Your goal: Determine the number of lines below that contain the string "join", and state only that number.
--- Records provided Enclosed Below ---
//! CLI command implementations
//!
//! Each command loads the theme configuration from `config.yml` at the
//! theme root, wires the adapters it needs, and renders its result
//! through [`crate::output::OutputFormat`].

use std::path::{Path, PathBuf};
use std::sync::Arc;

use anyhow::{Context, Result};
use glob::Pattern;
use tracing::info;

use weft_api::client::StoreClient;
use weft_api::provider::ThemeStoreProvider;
use weft_core::config::Config;
use weft_sync::engine::SyncEngine;
use weft_sync::lister::LocalTheme;

use crate::output::OutputFormat;

pub mod configure;
pub mod download;
pub mod open;
pub mod remove;
pub mod upload;
pub mod watch;

/// Resolve the theme root from the global `--dir` flag.
pub fn theme_root(dir: Option<&Path>) -> PathBuf {
    dir.map(Path::to_path_buf)
        .unwrap_or_else(|| PathBuf::from("."))
}

/// Load and validate the configuration at the theme root.
///
/// Validation errors are fatal here: a store operation cannot proceed
/// without a usable `config.yml`.
pub fn load_config(root: &Path) -> Result<Config> {
    let path = Config::default_path(root);
    let config = Config::load(&path)
        .with_context(|| format!("Failed to load {}. Run 'weft configure' first.", path.display()))?;

    let errors = config.validate();
    if !errors.is_empty() {
        let details: Vec<String> = errors.iter().map(|e| e.to_string()).collect();
        anyhow::bail!("Invalid configuration: {}", details.join("; "));
    }

    info!(path = %path.display(), store = %config.store, "Loaded configuration");
    Ok(config)
}

/// Build a sync engine over the theme root and its configured store.
pub fn build_engine(root: &Path, config: &Config) -> Result<SyncEngine> {
    let client = StoreClient::from_config(config)?;
    let store = Arc::new(ThemeStoreProvider::new(client));
    let local = Arc::new(LocalTheme::new(root));
    Ok(SyncEngine::new(local, store, config.clone()))
}

/// Compile the optional glob argument shared by upload/remove/download.
pub fn parse_glob(pattern: Option<&str>) -> Result<Option<Pattern>> {
    pattern
        .map(|p| Pattern::new(p).with_context(|| format!("Invalid glob pattern '{p}'")))
        .transpose()
}

/// Render a batch result in the shared format used by upload, remove,
/// and download.
pub fn report_batch(
    format: OutputFormat,
    verb: &str,
    count: u32,
    result: &weft_sync::engine::SyncResult,
) {
    if format.is_json() {
        format.emit_json(&serde_json::json!({
            "uploaded": result.uploaded,
            "removed": result.removed,
            "downloaded": result.downloaded,
            "errors": result.errors,
            "duration_ms": result.duration_ms,
        }));
        return;
    }

    let duration = if result.duration_ms >= 1000 {
        format!("{:.1}s", result.duration_ms as f64 / 1000.0)
    } else {
        format!("{}ms", result.duration_ms)
    };

    if count == 0 && result.errors.is_empty() {
        format.success(&format!("Nothing to do ({verb} matched no files)"));
    } else {
        format.success(&format!(
            "{verb} {count} file{} in {duration}",
            if count == 1 { "" } else { "s" }
        ));
    }

    if !result.errors.is_empty() {
        format.failure(&format!(
            "{} file{} failed:",
            result.errors.len(),
            if result.errors.len() == 1 { "" } else { "s" }
        ));
        for error in &result.errors {
            format.detail(&format!("- {error}"));
        }
    }
}

#[cfg(test)]
mod tests {
    use super::*;

    #[test]
    fn test_theme_root_defaults_to_cwd() {
        assert_eq!(theme_root(None), PathBuf::from("."));
        assert_eq!(
            theme_root(Some(Path::new("/themes/site"))),
            PathBuf::from("/themes/site")
        );
    }

    #[test]
    fn test_parse_glob() {
        assert!(parse_glob(None).unwrap().is_none());
        assert!(parse_glob(Some("assets/*")).unwrap().is_some());
        assert!(parse_glob(Some("assets/[")).is_err());
    }

    #[test]
    fn test_load_config_requires_file() {
        let dir = tempfile::TempDir::new().unwrap();
        assert!(load_config(dir.path()).is_err());
    }

    #[test]
    fn test_load_config_rejects_invalid() {
        let dir = tempfile::TempDir::new().unwrap();
        std::fs::write(dir.path().join("config.yml"), "access_token: tok\n").unwrap();
        let err = load_config(dir.path()).unwrap_err();
        assert!(err.to_string().contains("store"));
    }

    #[test]
    fn test_load_config_ok() {
        let dir = tempfile::TempDir::new().unwrap();
        std::fs::write(
            dir.path().join("config.yml"),
            "store: s.example.com\naccess_token: tok\ntheme_id: 12345\n",
        )
        .unwrap();
        let config = load_config(dir.path()).unwrap();
        assert_eq!(config.store, "s.example.com");
    }
}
--- End of Enclosed Records provided ---
Answer for the task: 3